What you've seen just now is that I defined three completely useless helper types with very concrete values that help me make sense of this rather weird-looking magic. It's not a lot of code, but it is, like, you have to think about it for a second to understand it. And that is a very effective strategy to understand how types work and to develop them, too. So that's the fourth learning for today, is like, inspecting intermediate types. That is, like, so useful. Instead of, like, looking at a huge complex type and being overwhelmed, actually just strip it down, try to put very concrete values into it and test with type inference and hovering how these things work. That is a very effective strategy to make sense of all this magic that you write.
So that's what we used in grammY and now we can actually see that our type works, too. We can apply SnakeToCamelCase here around our record (the keys) and it will tell us, okay, edited_message is absent. This doesn't exist. And it even says, hey, “Did you mean editedMessage?” We did. It should be this.
This has worked for quite a while actually very well. The logic in grammY is a lot more complicated but basically, it's this. In the past three years, we've added more and more filter queries to grammY and we've crossed—just last month actually!—the threshold of more than a thousand of them. We just recently ran into an issue where we'd get like another case of union types that are too complex to represent and just stuff that is very hard to understand.
You can't always make sense of these things. If your library develops in complexity and everything grows and becomes more feature-rich, then the most effective strategy to find out why things break and how they work is to try it and see. This practical, iterative approach—just, you know, dive it and analyse why things work the way they work—that is basically the best advice I can give to anyone who wants to build complex types.

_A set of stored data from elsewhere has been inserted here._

use log::{info, warn};

use crate::api::client::ApiClient;
use crate::api::models::{AuthResponse, Session};
use crate::error::ChatError;
use crate::storage::SessionStorage;

/// Login, registration and silent restore, keeping persisted state in step.
pub struct Authenticator {
    api: ApiClient,
    storage: SessionStorage,
}

impl Authenticator {
    pub fn new(api: ApiClient, storage: SessionStorage) -> Self {
        Self { api, storage }
    }

    pub async fn login(&self, email: &str, password: &str) -> Result<Session, ChatError> {
        let auth = self.api.login(email, password).await?;
        self.remember(auth)
    }

    pub async fn register(&self, username: &str, email: &str, password: &str) -> Result<Session, ChatError> {
        let auth = self.api.register(username, email, password).await?;
        self.remember(auth)
    }

    /// Bring back the previous session if its token is still accepted. A rejected
    /// or unverifiable token is forgotten and `None` returned.
    pub async fn restore(&self) -> Result<Option<Session>, ChatError> {
        let Some(token) = self.storage.token()? else {
            return Ok(None);
        };
        let api = self.api.clone().with_token(token.clone());
        match api.current_user().await {
            Ok(user) => {
                self.storage.save_user(&user)?;
                info!("restored session for {}", user.username);
                Ok(Some(Session { user, token }))
            }
            Err(e) => {
                warn!("stored session rejected: {}", e);
                self.storage.clear()?;
                Ok(None)
            }
        }
    }

    pub fn logout(&self) -> Result<(), ChatError> {
        self.storage.clear()
    }

    /// REST client authorized for `session`.
    pub fn client_for(&self, session: &Session) -> ApiClient {
        self.api.clone().with_token(session.token.clone())
    }

    fn remember(&self, auth: AuthResponse) -> Result<Session, ChatError> {
        let session = Session { user: auth.user, token: auth.token };
        self.storage.save_session(&session)?;
        info!("logged in as {}", session.user.username);
        Ok(session)
    }
}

All of the above four things are things that I only found out because I tested and tried. Even though types sometimes can feel like some academic wizardry or, I don't know, you have to be some genius to write them, that is not actually the case. They are quite similar to how runtime code is written or like, I don't know, how you do performance benchmarking. You have to just test it and measure it and see and try and narrow down the problems.

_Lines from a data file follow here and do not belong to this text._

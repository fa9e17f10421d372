use log::{info, warn};
use std::sync::Arc;
use tokio::sync::broadcast;

use crate::api::client::MessageApi;
use crate::api::models::{ConversationKey, Message, Session, User};
use crate::chat::listeners::ListenerId;
use crate::chat::selector::ConversationSelector;
use crate::chat::send::SendPipeline;
use crate::chat::store::{ConversationStore, EchoPolicy};
use crate::chat::transport::{Transport, TransportConfig};
use crate::error::ChatError;

#[derive(Debug, Clone)]
pub struct SessionOptions {
    pub transport: TransportConfig,
    pub echo_policy: EchoPolicy,
}

/// Everything that lives for exactly one logged-in session: its push
/// connection, its timelines, its focus and its send path.
pub struct ChatSession {
    session: Session,
    transport: Arc<Transport>,
    store: Arc<ConversationStore>,
    selector: Arc<ConversationSelector>,
    sender: SendPipeline,
    refresh: broadcast::Sender<ConversationKey>,
    listener: ListenerId,
}

impl ChatSession {
    pub fn new(session: Session, api: Arc<dyn MessageApi>, options: SessionOptions) -> Self {
        let me = session.user_id();
        let transport = Arc::new(Transport::new(options.transport));
        let store = Arc::new(ConversationStore::new(me, options.echo_policy));
        let selector = Arc::new(ConversationSelector::new(api.clone(), store.clone()));
        let sender = SendPipeline::new(me, api, store.clone(), transport.clone());
        let (refresh, _) = broadcast::channel(64);

        let listener = {
            let store = store.clone();
            let selector = selector.clone();
            let refresh = refresh.clone();
            transport.add_listener(move |event| {
                if let Some(key) = store.merge_push(event) {
                    if selector.is_live(key) {
                        let _ = refresh.send(key);
                    }
                }
            })
        };

        Self { session, transport, store, selector, sender, refresh, listener }
    }

    /// Bring the push connection up.
    pub fn start(&self) {
        info!("starting session for user {}", self.session.user_id());
        self.transport.connect(&self.session.token);
    }

    /// Tear the session down for logout. The object is inert afterwards.
    pub fn shutdown(&self) {
        self.transport.disconnect();
        self.transport.remove_listener(self.listener);
        self.selector.clear();
        self.store.clear();
        info!("session for user {} shut down", self.session.user_id());
    }

    pub async fn open(&self, key: ConversationKey) -> Result<Vec<Message>, ChatError> {
        Ok(self.selector.set_active(key).await?)
    }

    /// Send to the focused conversation.
    pub async fn send(&self, content: &str) -> Result<Option<Message>, ChatError> {
        let key = self.selector.active().ok_or(ChatError::NoActiveConversation)?;
        Ok(self.sender.send(key, content).await?)
    }

    pub fn timeline(&self, key: ConversationKey) -> Vec<Message> {
        self.store.timeline(key)
    }

    /// Keys of the focused conversation whenever a push landed in it. Read it
    /// with [`next_refresh`] to ride out bursts.
    pub fn subscribe_refresh(&self) -> broadcast::Receiver<ConversationKey> {
        self.refresh.subscribe()
    }

    pub fn user(&self) -> &User {
        &self.session.user
    }

    pub fn session(&self) -> &Session {
        &self.session
    }

    pub fn transport(&self) -> &Transport {
        &self.transport
    }

    pub fn store(&self) -> &ConversationStore {
        &self.store
    }

    pub fn selector(&self) -> &ConversationSelector {
        &self.selector
    }

    pub fn sender(&self) -> &SendPipeline {
        &self.sender
    }
}

/// Next refresh notification. A receiver that fell behind skips ahead to the
/// oldest key still buffered; `None` only once the session is gone.
pub async fn next_refresh(refresh: &mut broadcast::Receiver<ConversationKey>) -> Option<ConversationKey> {
    loop {
        match refresh.recv().await {
            Ok(key) => return Some(key),
            Err(broadcast::error::RecvError::Lagged(skipped)) => {
                warn!("refresh listener lagged, skipped {} notification(s)", skipped);
            }
            Err(broadcast::error::RecvError::Closed) => return None,
        }
    }
}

If you only take one thing away from my talk, then it should be that you should balance type performance and type accuracy. I know it's a lot of fun to go crazy on accuracy, but it comes at a cost. It comes at the cost of performance, it comes at the cost of understandability, and it's important to have this in mind that accuracy is not everything, even though it can be a lot of fun.
With that, I thank you very much for your attention. This is how you can reach me if you have further questions. I also put snapshots of what I just coded on GitHub so you can have a look at the repository. Otherwise, I will hand it back to Sia.